I also appreciate the clarity of some of the information you provide. Suffice it to say this confirms my view that the Success Regime/STP process for Devon is badly flawed and cannot provide the basis for a satisfactory public consultation over what ever service changes the NHS may propose.

As you may be aware Devon County Council, the largest local authority in the South West, have accordingly backed my notice of motion, on an all party basis, calling for a halt to your Success Regime/STP project. Therefore your comment "The Devon STP is the County Council's STP,as well as that of the local NHS" is a nonsense. As a member of the DCC Health Scrutiny Committee I can further assure you we have not signed up to support your STP.

It is simply not safe to proceed for the reasons I have already articulated but repeat again for the avoidance of doubt.

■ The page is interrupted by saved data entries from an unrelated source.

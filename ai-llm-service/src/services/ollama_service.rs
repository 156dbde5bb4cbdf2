//! Lightweight Ollama service for chat completions.
//!
//! This module implements a thin client for the Ollama chat API:
//! - `POST {endpoint}/api/chat` — synchronous chat completion (`stream=false`)
//!
//! It uses the universal configuration [`LlmModelConfig`] and ensures
//! that the selected provider is [`LlmProvider::Ollama`].

use std::time::{Duration, Instant};

use serde::{Deserialize, Serialize};
use tracing::{debug, error, info, instrument};

use crate::{
    chat::{ChatRequest, Completion},
    config::{llm_model_config::LlmModelConfig, llm_provider::LlmProvider},
    error_handler::{
        AiLlmError, HttpError, Provider, ProviderError, ProviderErrorKind, make_snippet,
    },
};

/// Thin client for Ollama.
///
/// Initialized with a full [`LlmModelConfig`]. Reuses an HTTP client with
/// a configurable timeout.
#[derive(Debug)]
pub struct OllamaService {
    client: reqwest::Client,
    cfg: LlmModelConfig,
    url_chat: String,
}

impl OllamaService {
    /// Creates a new [`OllamaService`] from the given config.
    ///
    /// # Errors
    /// - [`AiLlmError::Provider`] with `InvalidProvider` if `cfg.provider` is not `Ollama`
    /// - [`AiLlmError::Provider`] with `InvalidEndpoint` if `cfg.endpoint` is invalid
    /// - [`AiLlmError::HttpTransport`] if HTTP client cannot be built
    pub fn new(cfg: LlmModelConfig) -> Result<Self, AiLlmError> {
        if cfg.provider != LlmProvider::Ollama {
            return Err(
                ProviderError::new(Provider::Ollama, ProviderErrorKind::InvalidProvider).into(),
            );
        }

        let endpoint = cfg.endpoint.trim();
        if endpoint.is_empty()
            || !(endpoint.starts_with("http://") || endpoint.starts_with("https://"))
        {
            return Err(ProviderError::new(
                Provider::Ollama,
                ProviderErrorKind::InvalidEndpoint(cfg.endpoint.clone()),
            )
            .into());
        }

        let client = reqwest::Client::builder()
            .timeout(Duration::from_secs(cfg.timeout_secs()))
            .gzip(true)
            .brotli(true)
            .build()?;

        let url_chat = format!("{}/api/chat", endpoint.trim_end_matches('/'));

        info!(
            model = %cfg.model,
            endpoint = %cfg.endpoint,
            timeout_secs = cfg.timeout_secs(),
            "OllamaService initialized"
        );

        Ok(Self {
            client,
            cfg,
            url_chat,
        })
    }

    /// Performs a **non-streaming** chat request via `/api/chat`.
    ///
    /// Mapped options:
    /// - `model`       ← `request.config.model` or `self.cfg.model`
    /// - `num_predict` ← `request.config.max_tokens` or `self.cfg.max_tokens`
    /// - `temperature` ← `self.cfg.temperature`
    ///
    /// # Errors
    /// - [`AiLlmError::StreamingUnsupported`] if `request.config.streaming` is set
    /// - [`AiLlmError::Provider`] with `HttpStatus` for non-2xx responses
    /// - [`AiLlmError::HttpTransport`] for client errors
    /// - [`AiLlmError::Provider`] with `Decode` if response cannot be parsed
    #[instrument(skip_all, fields(model = tracing::field::Empty))]
    pub async fn chat(&self, request: &ChatRequest) -> Result<Completion, AiLlmError> {
        if request.config.streaming {
            return Err(AiLlmError::StreamingUnsupported);
        }

        let started = Instant::now();
        let body = OllamaChatRequest::from_request(&self.cfg, request);
        tracing::Span::current().record("model", body.model);

        debug!(prompt_len = request.prompt_len(), "POST {}", self.url_chat);
        let resp = self.client.post(&self.url_chat).json(&body).send().await?;

        if !resp.status().is_success() {
            let status = resp.status();
            let url = self.url_chat.clone();
            let text = resp.text().await.unwrap_or_default();
            let snippet = make_snippet(&text);

            error!(
                %status,
                %url,
                %snippet,
                latency_ms = started.elapsed().as_millis(),
                "Ollama /api/chat returned non-success status"
            );

            return Err(ProviderError::new(
                Provider::Ollama,
                ProviderErrorKind::HttpStatus(HttpError {
                    status,
                    url,
                    snippet,
                }),
            )
            .into());
        }

        let out: OllamaChatResponse = resp.json().await.map_err(|e| {
            error!(
                error = %e,
                latency_ms = started.elapsed().as_millis(),
                "failed to decode /api/chat response"
            );
            ProviderError::new(
                Provider::Ollama,
                ProviderErrorKind::Decode(format!("serde error: {e}; ensure `stream=false` is used")),
            )
        })?;

        info!(
            latency_ms = started.elapsed().as_millis(),
            completion_len = out.message.content.len(),
            "chat completion completed"
        );

        Ok(Completion {
            content: out.message.content,
        })
    }
}

/* ==========================
HTTP payloads & options
========================== */

/// Request body for `/api/chat` (non-streaming).
#[derive(Debug, Serialize)]
struct OllamaChatRequest<'a> {
    model: &'a str,
    messages: Vec<OllamaMessage<'a>>,
    stream: bool,
    #[serde(skip_serializing_if = "Option::is_none")]
    options: Option<ChatOptions>,
}

impl<'a> OllamaChatRequest<'a> {
    fn from_request(cfg: &'a LlmModelConfig, request: &'a ChatRequest) -> Self {
        let options = ChatOptions {
            temperature: cfg.temperature,
            num_predict: request.config.max_tokens.or(cfg.max_tokens),
        };

        Self {
            model: request.config.model.as_deref().unwrap_or(&cfg.model),
            messages: request
                .messages
                .iter()
                .map(|m| OllamaMessage {
                    role: m.role.as_str(),
                    content: &m.content,
                })
                .collect(),
            stream: false,
            options: (!options.is_empty()).then_some(options),
        }
    }
}

#[derive(Debug, Serialize)]
struct OllamaMessage<'a> {
    role: &'static str,
    content: &'a str,
}

/// Subset of Ollama `options`.
#[derive(Debug, Default, Serialize)]
struct ChatOptions {
    #[serde(skip_serializing_if = "Option::is_none")]
    temperature: Option<f32>,
    #[serde(skip_serializing_if = "Option::is_none")]
    num_predict: Option<u32>,
}

impl ChatOptions {
    fn is_empty(&self) -> bool {
        self.temperature.is_none() && self.num_predict.is_none()
    }
}

/// Response body for `/api/chat`; the text lives in `message.content`.
#[derive(Debug, Deserialize)]
struct OllamaChatResponse {
    message: OllamaMessageOut,
}

#[derive(Debug, Deserialize)]
struct OllamaMessageOut {
    #[serde(default)]
    content: String,
}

Predetermination. As your letter confirms you have a financial reduction target for the Devon CCG. You confirm that the NHS are seeking £22 bn in what you call efficiency savings. Therefore you have set financial drivers before considering the configuration for future service delivery.

Conflict of interests. You may be satisfied with the process leading to the appointment of Ruth Carnell as the Independent Chair. However as Council Monitoring Officers drum into Councillors it is not what the actions may be it is how the general public perceive it.

It is simply outrageous that a paid consultant who has produced a report, cost I understand £335,000, could by any stroke of imagination be seen as independent.

Leaks. There have been at least two major leaks of information which in the minds of the public are now fact although the Success Regime continue to say they have not finalised  proposals. Given the public reaction to these leaks it will simply be impossible for a sensible consultation to be undertaken.

In your previous letter you stated that the cost of the Devon Success Regime has been £2.7 m. Would you kindly provide me with a breakdown of this expenditure and at the same time what is the breakdown of the remaining budget of £3.3 m?

Again I urge the NHS to follow the advice of DCC and halt this flawed process and save the remaining budget for the benefit of patient care.